## Description of the task
Repeat each record word for word. Leave nothing out.

## Stored items from a collection
★ ★ ★ ★
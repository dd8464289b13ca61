//! Foundation module - Core utilities and types
//!
//! This module provides fundamental utilities used throughout the crate:
//! - Math types and operations
//! - Logging utilities

pub mod logging;
pub mod math;
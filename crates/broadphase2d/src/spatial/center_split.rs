//! Center-split binary partition index
//!
//! Splits each cell at the midline of its parent's bounds, alternating
//! split axis per level, and assigns every shape to exactly one child by
//! its bounding-disc center. Membership is a strict partition: a shape
//! whose box straddles a split line still lives on exactly one side, so
//! queries near partition boundaries can miss true overlaps. Callers that
//! need exhaustive results must widen the query by the shape extent or use
//! [`OverlapQuadIndex`](crate::spatial::OverlapQuadIndex) instead.

use log::debug;

use crate::geom::{Aabb, Ray};
use crate::shape::{BoundedShape, ShapeId};
use crate::spatial::tree::LinearTree;
use crate::spatial::BuildError;

/// Binary (K = 2) center-split spatial index
///
/// Built once over a shape collection; immutable afterwards. Every node
/// carries a member list that shrinks with depth, and a tight bounding box
/// around its members' vertices.
#[derive(Debug, Clone)]
pub struct CenterSplitIndex {
    tree: LinearTree<2>,
}

impl CenterSplitIndex {
    /// Build an index of the given depth over a shape collection
    ///
    /// `total_bounds` must enclose every shape's bounding box for query
    /// results to be meaningful. A depth of 0 yields an empty index that
    /// never returns candidates.
    ///
    /// # Errors
    ///
    /// [`BuildError::DepthTooLarge`] when the node array for `depth` would
    /// exceed the supported size.
    pub fn build<S: BoundedShape>(
        shapes: &[S],
        depth: u32,
        total_bounds: Aabb,
    ) -> Result<Self, BuildError> {
        let mut tree = LinearTree::<2>::with_depth(depth)?;
        if tree.is_empty() {
            debug!("built center-split index: 0 nodes");
            return Ok(Self { tree });
        }

        {
            let root = tree.node_mut(0);
            root.bounds = total_bounds;
            root.members = (0..shapes.len() as u32).map(ShapeId::new).collect();
        }

        let mut level_start = 0_usize;
        let mut level_size = 1_usize;
        for level in 1..depth {
            let next_start = level_start + level_size;
            let next_size = level_size * 2;
            // Odd levels split on X (vertical midline), even levels on Y
            let axis = if level % 2 == 1 { 0 } else { 1 };
            for child in next_start..next_start + next_size {
                let parent = LinearTree::<2>::parent(child);
                let take_low = LinearTree::<2>::child_slot(child) == 0;
                let members = {
                    let p = tree.node(parent);
                    let mid =
                        p.bounds.min[axis] + 0.5 * (p.bounds.max[axis] - p.bounds.min[axis]);
                    p.members
                        .iter()
                        .copied()
                        .filter(|id| {
                            let center = shapes[id.index()].disc_center()[axis];
                            if take_low {
                                center < mid
                            } else {
                                center >= mid
                            }
                        })
                        .collect::<Vec<_>>()
                };
                let bounds = tight_bounds(shapes, &members);
                let node = tree.node_mut(child);
                node.bounds = bounds;
                node.members = members;
            }
            level_start = next_start;
            level_size = next_size;
        }

        debug!(
            "built center-split index: {} nodes, depth {}, {} shapes",
            tree.len(),
            depth,
            shapes.len()
        );
        Ok(Self { tree })
    }

    /// Collect candidate shapes for a ray
    ///
    /// Returns the members of every leaf whose bounds the ray touches.
    /// Membership is a strict partition, so the result carries no
    /// duplicates by construction.
    pub fn query(&self, ray: &Ray) -> Vec<ShapeId> {
        let mut out = Vec::new();
        self.query_into(ray, &mut out);
        out
    }

    /// Collect candidates into a caller-reused buffer
    pub fn query_into(&self, ray: &Ray, out: &mut Vec<ShapeId>) {
        self.tree.traverse(ray, |node| {
            out.extend_from_slice(&node.members);
        });
    }

    /// Total number of tree nodes
    pub fn node_count(&self) -> usize {
        self.tree.len()
    }
}

/// Tight box around the polygon vertices of the given members
fn tight_bounds<S: BoundedShape>(shapes: &[S], members: &[ShapeId]) -> Aabb {
    let mut bounds = Aabb::empty();
    for id in members {
        for vertex in shapes[id.index()].vertices() {
            bounds.enclose(*vertex);
        }
    }
    bounds
}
★ ★ ★ ★
## Solved problem
repository dd8464289b13ca61
//! Foundation module - Core utilities and types
//!
//! This module provides fundamental utilities used throughout the crate:
//! - Math types and operations
//! - Logging utilities

pub mod logging;
pub mod math;
filename crates/broadphase2d/src/spatial/center_split.rs
//! Center-split binary partition index
//!
//! Splits each cell at the midline of its parent's bounds, alternating
//! split axis per level, and assigns every shape to exactly one child by
//! its bounding-disc center. Membership is a strict partition: a shape
//! whose box straddles a split line still lives on exactly one side, so
//! queries near partition boundaries can miss true overlaps. Callers that
//! need exhaustive results must widen the query by the shape extent or use
//! [`OverlapQuadIndex`](crate::spatial::OverlapQuadIndex) instead.

use log::debug;

use crate::geom::{Aabb, Ray};
use crate::shape::{BoundedShape, ShapeId};
use crate::spatial::tree::LinearTree;
use crate::spatial::BuildError;

/// Binary (K = 2) center-split spatial index
///
/// Built once over a shape collection; immutable afterwards. Every node
/// carries a member list that shrinks with depth, and a tight bounding box
/// around its members' vertices.
#[derive(Debug, Clone)]
pub struct CenterSplitIndex {
    tree: LinearTree<2>,
}

impl CenterSplitIndex {
    /// Build an index of the given depth over a shape collection
    ///
    /// `total_bounds` must enclose every shape's bounding box for query
    /// results to be meaningful. A depth of 0 yields an empty index that
    /// never returns candidates.
    ///
    /// # Errors
    ///
    /// [`BuildError::DepthTooLarge`] when the node array for `depth` would
    /// exceed the supported size.
    pub fn build<S: BoundedShape>(
        shapes: &[S],
        depth: u32,
        total_bounds: Aabb,
    ) -> Result<Self, BuildError> {
        let mut tree = LinearTree::<2>::with_depth(depth)?;
        if tree.is_empty() {
            debug!("built center-split index: 0 nodes");
            return Ok(Self { tree });
        }

        {
            let root = tree.node_mut(0);
            root.bounds = total_bounds;
            root.members = (0..shapes.len() as u32).map(ShapeId::new).collect();
        }

        let mut level_start = 0_usize;
        let mut level_size = 1_usize;
        for level in 1..depth {
            let next_start = level_start + level_size;
            let next_size = level_size * 2;
            // Odd levels split on X (vertical midline), even levels on Y
            let axis = if level % 2 == 1 { 0 } else { 1 };
            for child in next_start..next_start + next_size {
                let parent = LinearTree::<2>::parent(child);
                let take_low = LinearTree::<2>::child_slot(child) == 0;
                let members = {
                    let p = tree.node(parent);
                    let mid =
                        p.bounds.min[axis] + 0.5 * (p.bounds.max[axis] - p.bounds.min[axis]);
                    p.members
                        .iter()
                        .copied()
                        .filter(|id| {
                            let center = shapes[id.index()].disc_center()[axis];
                            if take_low {
                                center < mid
                            } else {
                                center >= mid
                            }
                        })
                        .collect::<Vec<_>>()
                };
                let bounds = tight_bounds(shapes, &members);
                let node = tree.node_mut(child);
                node.bounds = bounds;
                node.members = members;
            }
            level_start = next_start;
            level_size = next_size;
        }

        debug!(
            "built center-split index: {} nodes, depth {}, {} shapes",
            tree.len(),
            depth,
            shapes.len()
        );
        Ok(Self { tree })
    }

    /// Collect candidate shapes for a ray
    ///
    /// Returns the members of every leaf whose bounds the ray touches.
    /// Membership is a strict partition, so the result carries no
    /// duplicates by construction.
    pub fn query(&self, ray: &Ray) -> Vec<ShapeId> {
        let mut out = Vec::new();
        self.query_into(ray, &mut out);
        out
    }

    /// Collect candidates into a caller-reused buffer
    pub fn query_into(&self, ray: &Ray, out: &mut Vec<ShapeId>) {
        self.tree.traverse(ray, |node| {
            out.extend_from_slice(&node.members);
        });
    }

    /// Total number of tree nodes
    pub fn node_count(&self) -> usize {
        self.tree.len()
    }
}

/// Tight box around the polygon vertices of the given members
fn tight_bounds<S: BoundedShape>(shapes: &[S], members: &[ShapeId]) -> Aabb {
    let mut bounds = Aabb::empty();
    for id in members {
        for vertex in shapes[id.index()].vertices() {
            bounds.enclose(*vertex);
        }
    }
    bounds
}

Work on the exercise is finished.